## [What you should do]
Copy out all lines of the material below in which "step" occurs.

__________________________________________________

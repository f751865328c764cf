//! Central event loop: session membership and broadcast fan-out.
//!
//! The [`Hub`] is the only writer of the session table. It serializes three
//! kinds of events on one task (registration, unregistration, broadcast), so
//! membership changes never race with each other or with a fan-out. Anyone may
//! *read* the table through a [`HubHandle`], e.g. for direct peer delivery.

use crate::config::HubConfig;
use crate::registry::Registry;
use crate::session::Session;
use crate::state::StateHandler;
use log::{debug, info, warn};
use shared::{Envelope, Packet, SessionId};
use std::sync::Arc;
use tokio::sync::mpsc::{self, error::TrySendError};

pub type SessionTable = Registry<Arc<Session>>;

/// A session waiting for an id, with the state it starts in.
pub struct Registration {
    pub session: Arc<Session>,
    pub entry: Option<Box<dyn StateHandler>>,
}

#[derive(Debug, Clone)]
pub struct BroadcastRequest {
    pub sender: SessionId,
    pub packet: Packet,
    /// `None` means every registered session except the sender
    pub recipients: Option<Vec<SessionId>>,
}

/// Cloneable front door to the hub.
#[derive(Clone)]
pub struct HubHandle {
    register_tx: mpsc::UnboundedSender<Registration>,
    unregister_tx: mpsc::UnboundedSender<SessionId>,
    broadcast_tx: mpsc::Sender<BroadcastRequest>,
    sessions: Arc<SessionTable>,
}

impl HubHandle {
    /// Queues a new session for registration; false if the hub has stopped.
    pub fn register(&self, session: Arc<Session>, entry: Box<dyn StateHandler>) -> bool {
        let registration = Registration {
            session,
            entry: Some(entry),
        };
        match self.register_tx.send(registration) {
            Ok(()) => true,
            Err(e) => {
                warn!("Hub stopped, cannot register session from {}", e.0.session.peer());
                false
            }
        }
    }

    pub fn unregister(&self, id: SessionId) {
        if self.unregister_tx.send(id).is_err() {
            debug!("Hub stopped, session {} not unregistered", id);
        }
    }

    /// Queues a broadcast; drops it when the hub is saturated.
    pub fn broadcast(
        &self,
        sender: SessionId,
        packet: Packet,
        recipients: Option<Vec<SessionId>>,
    ) -> bool {
        let request = BroadcastRequest {
            sender,
            packet,
            recipients,
        };
        match self.broadcast_tx.try_send(request) {
            Ok(()) => true,
            Err(TrySendError::Full(request)) => {
                warn!(
                    "Hub broadcast queue full, dropping {} from {}",
                    request.packet.kind(),
                    request.sender
                );
                false
            }
            Err(TrySendError::Closed(_)) => false,
        }
    }

    /// Read access to the session table.
    pub fn sessions(&self) -> &SessionTable {
        &self.sessions
    }

    pub fn session(&self, id: SessionId) -> Option<Arc<Session>> {
        self.sessions.get(id)
    }
}

pub struct Hub {
    sessions: Arc<SessionTable>,
    register_rx: mpsc::UnboundedReceiver<Registration>,
    unregister_rx: mpsc::UnboundedReceiver<SessionId>,
    broadcast_rx: mpsc::Receiver<BroadcastRequest>,
}

impl Hub {
    pub fn new(config: &HubConfig) -> (Self, HubHandle) {
        let sessions = Arc::new(SessionTable::new());
        let (register_tx, register_rx) = mpsc::unbounded_channel();
        let (unregister_tx, unregister_rx) = mpsc::unbounded_channel();
        let (broadcast_tx, broadcast_rx) = mpsc::channel(config.broadcast_capacity.max(1));

        let hub = Self {
            sessions: Arc::clone(&sessions),
            register_rx,
            unregister_rx,
            broadcast_rx,
        };
        let handle = HubHandle {
            register_tx,
            unregister_tx,
            broadcast_tx,
            sessions,
        };
        (hub, handle)
    }

    /// Creates a hub and runs its loop on a new task.
    pub fn spawn(config: &HubConfig) -> HubHandle {
        let (hub, handle) = Self::new(config);
        tokio::spawn(hub.run());
        handle
    }

    /// Runs until every handle has been dropped.
    pub async fn run(mut self) {
        info!("Hub started");

        loop {
            tokio::select! {
                Some(registration) = self.register_rx.recv() => self.register(registration),
                Some(id) = self.unregister_rx.recv() => self.unregister(id),
                Some(request) = self.broadcast_rx.recv() => self.broadcast(request),
                else => break,
            }
        }

        info!("Hub stopped");
    }

    fn register(&self, registration: Registration) {
        let Registration { session, entry } = registration;

        // The id is stamped and the identity notice queued before the session
        // becomes visible to anyone else.
        let id = self.sessions.reserve_id();
        if !session.initialize(id, entry) {
            debug!("Dropping registration {} from {}", id, session.peer());
            return;
        }
        self.sessions.insert(Arc::clone(&session), Some(id));

        info!(
            "Session {} registered from {} ({} online)",
            id,
            session.peer(),
            self.sessions.len()
        );
    }

    fn unregister(&self, id: SessionId) {
        if self.sessions.remove(id) {
            info!("Session {} unregistered ({} online)", id, self.sessions.len());
        } else {
            debug!("Session {} was not registered", id);
        }
    }

    fn broadcast(&self, request: BroadcastRequest) {
        let BroadcastRequest {
            sender,
            packet,
            recipients,
        } = request;
        let envelope = Envelope::new(sender, packet);

        match recipients {
            None => {
                let mut delivered = 0;
                self.sessions.for_each(|id, session| {
                    if id != sender && session.deliver(envelope.clone()) {
                        delivered += 1;
                    }
                });
                debug!(
                    "Broadcast {} from {} to {} sessions",
                    envelope.packet.kind(),
                    sender,
                    delivered
                );
            }
            Some(mut ids) => {
                ids.sort_unstable();
                ids.dedup();
                for id in ids.into_iter().filter(|id| *id != sender) {
                    match self.sessions.get(id) {
                        Some(session) => {
                            session.deliver(envelope.clone());
                        }
                        None => debug!("Broadcast target {} not registered", id),
                    }
                }
            }
        }
    }
}
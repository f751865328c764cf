use clap::Parser;
use futures::{SinkExt, StreamExt};
use shared::{get_timestamp, Envelope, EnvelopeCodec, Packet};
use std::time::Duration;
use tokio::net::TcpStream;
use tokio::time::{sleep, timeout};
use tokio_util::codec::Framed;

/// Logs in, says a few things, walks around and prints everything it receives
#[derive(Parser, Debug)]
#[command(author, version, about, long_about = None)]
struct Args {
    /// Server address to connect to
    #[arg(short = 's', long, default_value = "127.0.0.1:8080")]
    server: String,

    #[arg(short = 'u', long, default_value = "tester")]
    name: String,

    #[arg(short = 'p', long, default_value = "secret")]
    password: String,

    /// Number of chat/move rounds to send
    #[arg(short = 'r', long, default_value = "5")]
    rounds: u32,
}

type Connection = Framed<TcpStream, EnvelopeCodec>;

async fn send(framed: &mut Connection, packet: Packet) -> Result<(), Box<dyn std::error::Error>> {
    println!("-> {:?}", packet);
    framed.send(Envelope::unsigned(packet)).await?;
    Ok(())
}

/// Prints whatever arrives within `window`; false once the server hung up
async fn drain(framed: &mut Connection, window: Duration) -> bool {
    loop {
        match timeout(window, framed.next()).await {
            Ok(Some(Ok(Ok(envelope)))) => {
                println!("<- [{}] {:?}", envelope.sender_id, envelope.packet)
            }
            Ok(Some(Ok(Err(e)))) => println!("<- malformed frame: {}", e),
            Ok(Some(Err(e))) => {
                println!("Connection error: {}", e);
                return false;
            }
            Ok(None) => {
                println!("Server closed the connection");
                return false;
            }
            Err(_) => return true,
        }
    }
}

#[tokio::main]
async fn main() -> Result<(), Box<dyn std::error::Error>> {
    let args = Args::parse();

    println!("Connecting to {}", args.server);
    let stream = TcpStream::connect(&args.server).await?;
    let mut framed = Framed::new(stream, EnvelopeCodec::new());

    match framed.next().await {
        Some(Ok(Ok(envelope))) => println!("<- [{}] {:?}", envelope.sender_id, envelope.packet),
        other => {
            println!("Expected a welcome, got {:?}", other);
            return Ok(());
        }
    }

    send(
        &mut framed,
        Packet::Login {
            name: args.name.clone(),
            password: args.password.clone(),
        },
    )
    .await?;
    if !drain(&mut framed, Duration::from_millis(500)).await {
        return Ok(());
    }

    for round in 0..args.rounds {
        send(&mut framed, Packet::Heartbeat { timestamp: get_timestamp() }).await?;
        send(
            &mut framed,
            Packet::Chat {
                text: format!("hello #{} from {}", round + 1, args.name),
            },
        )
        .await?;
        let dx = if round % 2 == 0 { 1 } else { -1 };
        send(&mut framed, Packet::Move { dx, dy: 0 }).await?;

        if !drain(&mut framed, Duration::from_secs(1)).await {
            return Ok(());
        }
        sleep(Duration::from_millis(200)).await;
    }

    send(&mut framed, Packet::Logout).await?;
    drain(&mut framed, Duration::from_millis(500)).await;
    println!("Test client finished");

    Ok(())
}
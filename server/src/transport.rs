//! Transport adapter: the read/write/close contract a session relies on.
//!
//! A [`Connection`] is a decoded frame stream plus an envelope sink. The
//! session never sees sockets; it only pulls `Result<Envelope, TransportError>`
//! items and pushes envelopes, and closing is dropping both halves.

use futures::channel::mpsc as chan;
use futures::{Sink, SinkExt, Stream, StreamExt};
use shared::{Envelope, EnvelopeCodec, TransportError};
use std::pin::Pin;
use tokio::net::TcpStream;
use tokio_util::codec::{FramedRead, FramedWrite};

pub type FrameStream = Pin<Box<dyn Stream<Item = Result<Envelope, TransportError>> + Send>>;
pub type FrameSink = Pin<Box<dyn Sink<Envelope, Error = TransportError> + Send>>;

pub struct Connection {
    pub peer: String,
    pub reader: FrameStream,
    pub writer: FrameSink,
}

/// The far side of an in-memory connection.
///
/// `inbound` feeds frames to the session as if a client had sent them;
/// `outbound` yields whatever the session's write pump delivers.
pub struct RemoteEnd {
    pub inbound: chan::Sender<Result<Envelope, TransportError>>,
    pub outbound: chan::Receiver<Envelope>,
}

impl RemoteEnd {
    /// Queues a frame for the session's read pump.
    pub fn push(&mut self, envelope: Envelope) -> bool {
        self.inbound.try_send(Ok(envelope)).is_ok()
    }

    /// Next envelope written by the session, or `None` once it has closed.
    pub async fn next(&mut self) -> Option<Envelope> {
        self.outbound.next().await
    }
}

impl Connection {
    pub fn from_tcp(stream: TcpStream) -> Self {
        let peer = stream
            .peer_addr()
            .map(|addr| addr.to_string())
            .unwrap_or_else(|_| "unknown".to_string());
        let (read_half, write_half) = stream.into_split();

        let reader = FramedRead::new(read_half, EnvelopeCodec::new())
            .map(|frame| frame.and_then(|decoded| decoded));
        let writer = FramedWrite::new(write_half, EnvelopeCodec::new());

        Self {
            peer,
            reader: Box::pin(reader),
            writer: Box::pin(writer),
        }
    }

    /// A connection backed by channels instead of a socket.
    ///
    /// Used for server-driven sessions (NPCs) and in tests.
    pub fn in_memory(capacity: usize) -> (Self, RemoteEnd) {
        let (inbound_tx, inbound_rx) = chan::channel(capacity);
        let (outbound_tx, outbound_rx) = chan::channel(capacity);

        let writer = outbound_tx.sink_map_err(|_| TransportError::Closed);

        let connection = Self {
            peer: "in-memory".to_string(),
            reader: Box::pin(inbound_rx),
            writer: Box::pin(writer),
        };
        let remote = RemoteEnd {
            inbound: inbound_tx,
            outbound: outbound_rx,
        };
        (connection, remote)
    }
}

#[cfg(test)]
mod tests {
    use super::*;
    use shared::Packet;

    #[tokio::test]
    async fn test_in_memory_round_trip() {
        let (mut connection, mut remote) = Connection::in_memory(4);

        assert!(remote.push(Envelope::unsigned(Packet::Logout)));
        let received = connection.reader.next().await.unwrap().unwrap();
        assert_eq!(received.packet, Packet::Logout);

        connection
            .writer
            .send(Envelope::new(1, Packet::Notice { text: "hi".into() }))
            .await
            .unwrap();
        let sent = remote.next().await.unwrap();
        assert_eq!(sent.sender_id, 1);
    }

    #[tokio::test]
    async fn test_in_memory_close_ends_remote_stream() {
        let (connection, mut remote) = Connection::in_memory(4);
        drop(connection);

        assert!(remote.next().await.is_none());
        assert!(!remote.push(Envelope::unsigned(Packet::Logout)));
    }

    #[tokio::test]
    async fn test_dropped_remote_fails_writes() {
        let (mut connection, remote) = Connection::in_memory(4);
        drop(remote);

        let result = connection.writer.send(Envelope::unsigned(Packet::Logout)).await;
        assert!(matches!(result, Err(TransportError::Closed)));
        assert!(connection.reader.next().await.is_none());
    }
}
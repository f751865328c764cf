//! Logged-in player state
//!
//! Entering spawns an actor for the session, sends the client the current
//! roster and announces the newcomer to everyone else. While active, the state:
//! - Broadcasts chat and routes whispers to sessions that listen for them
//! - Moves the actor and reports the move to every session in the region
//! - Answers `Look` with a description of the tile
//! - Relays what peers say and do to the client, signed with the peer's id
//!
//! Leaving (logout, kick, disconnect) despawns the actor and announces
//! `PlayerLeft` exactly once.

use super::{kick_reason, ConnectedState, StateHandler, Transition};
use crate::session::Session;
use crate::world::{ActorId, ActorKind, MoveOutcome, World};
use log::debug;
use shared::{Envelope, Packet, RegionId, SessionId};
use std::sync::Arc;

/// A logged-in player with an actor in the world.
pub struct InGameState {
    world: Arc<World>,
    name: String,
    session: Option<Arc<Session>>,
    actor: Option<(ActorId, RegionId)>,
}

impl InGameState {
    /// Creates the state for a player who logged in as `name`
    ///
    /// Nothing touches the world until the session enters the state.
    pub fn new(world: Arc<World>, name: &str) -> Self {
        Self {
            world,
            name: name.to_string(),
            session: None,
            actor: None,
        }
    }

    /// Forwards what other sessions said or did to this client.
    fn relay(session: &Session, sender: SessionId, packet: &Packet) {
        match packet {
            Packet::Chat { .. }
            | Packet::Whisper { .. }
            | Packet::Notice { .. }
            | Packet::PlayerJoined { .. }
            | Packet::PlayerMoved { .. }
            | Packet::PlayerLeft { .. } => {
                session.send_as(packet.clone(), sender);
            }
            _ => {}
        }
    }

    /// Applies one `Move` request to the player's actor.
    fn step(&self, session: &Session, dx: i32, dy: i32) {
        let Some((actor_id, region)) = self.actor else {
            return;
        };
        match self.world.move_actor(actor_id, dx, dy) {
            MoveOutcome::Moved(position) => {
                let moved = Packet::PlayerMoved {
                    id: session.id(),
                    region,
                    position,
                };
                session.send_as_self(moved.clone());
                session.broadcast(moved, Some(self.world.sessions_in_region(region)));
            }
            MoveOutcome::Blocked(position) => {
                session.send_as_self(Packet::MoveRejected { position });
            }
            MoveOutcome::Missing => {}
        }
    }
}

impl StateHandler for InGameState {
    fn name(&self) -> &'static str {
        "in_game"
    }

    fn bind(&mut self, session: Arc<Session>) {
        self.session = Some(session);
    }

    fn on_enter(&mut self) {
        let Some(session) = &self.session else {
            return;
        };

        let Some((actor_id, actor)) =
            self.world
                .spawn_actor(session.id(), &self.name, ActorKind::Player)
        else {
            session.send_as_self(Packet::Notice {
                text: "The world is full, try again later.".to_string(),
            });
            return;
        };
        self.actor = Some((actor_id, actor.region));

        for (_, other) in self.world.roster() {
            if other.session_id == session.id() {
                continue;
            }
            session.send_as(
                Packet::PlayerJoined {
                    id: other.session_id,
                    name: other.name,
                    region: other.region,
                    position: other.position,
                },
                other.session_id,
            );
        }

        let joined = Packet::PlayerJoined {
            id: session.id(),
            name: actor.name,
            region: actor.region,
            position: actor.position,
        };
        session.send_as_self(joined.clone());
        session.broadcast(joined, None);
    }

    fn handle_message(&mut self, sender: SessionId, envelope: &Envelope) -> Transition {
        let Some(session) = self.session.clone() else {
            return Transition::Stay;
        };
        let own_id = session.id();
        if let Some(reason) = kick_reason(own_id, sender, &envelope.packet) {
            return Transition::Close(reason);
        }
        if sender != own_id {
            Self::relay(&session, sender, &envelope.packet);
            return Transition::Stay;
        }

        match &envelope.packet {
            Packet::Chat { text } if !text.trim().is_empty() => {
                session.broadcast(Packet::Chat { text: text.clone() }, None);
            }
            Packet::Whisper { to, .. } if *to == own_id => {
                session.send_as_self(Packet::Notice {
                    text: "You cannot whisper to yourself.".to_string(),
                });
            }
            Packet::Whisper { to, text } => {
                let whisper = Packet::Whisper {
                    to: *to,
                    text: text.clone(),
                };
                let listening = session
                    .hub()
                    .session(*to)
                    .map_or(false, |peer| peer.accepts_whispers());
                if !listening || !session.send_to_peer(whisper, *to) {
                    session.send_as_self(Packet::Notice {
                        text: format!("Session {} is not online.", to),
                    });
                }
            }
            Packet::Move { dx, dy } => self.step(&session, *dx, *dy),
            Packet::Look { position } => {
                if let Some((_, region)) = self.actor {
                    session.send_as_self(Packet::Description {
                        position: *position,
                        text: self.world.describe(region, *position),
                    });
                }
            }
            Packet::Logout => {
                return Transition::Switch(Box::new(ConnectedState::new(Arc::clone(&self.world))));
            }
            other => debug!("Session {} ignored {} in game", own_id, other.kind()),
        }
        Transition::Stay
    }

    fn accepts_whispers(&self) -> bool {
        true
    }

    fn on_exit(&mut self) {
        let Some((actor_id, _)) = self.actor.take() else {
            return;
        };
        self.world.despawn_actor(actor_id);
        if let Some(session) = &self.session {
            session.broadcast(Packet::PlayerLeft { id: session.id() }, None);
        }
    }
}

__________________________________________________

## [Output of the exercise]
    fn step(&self, session: &Session, dx: i32, dy: i32) {
            Packet::Move { dx, dy } => self.step(&session, *dx, *dy),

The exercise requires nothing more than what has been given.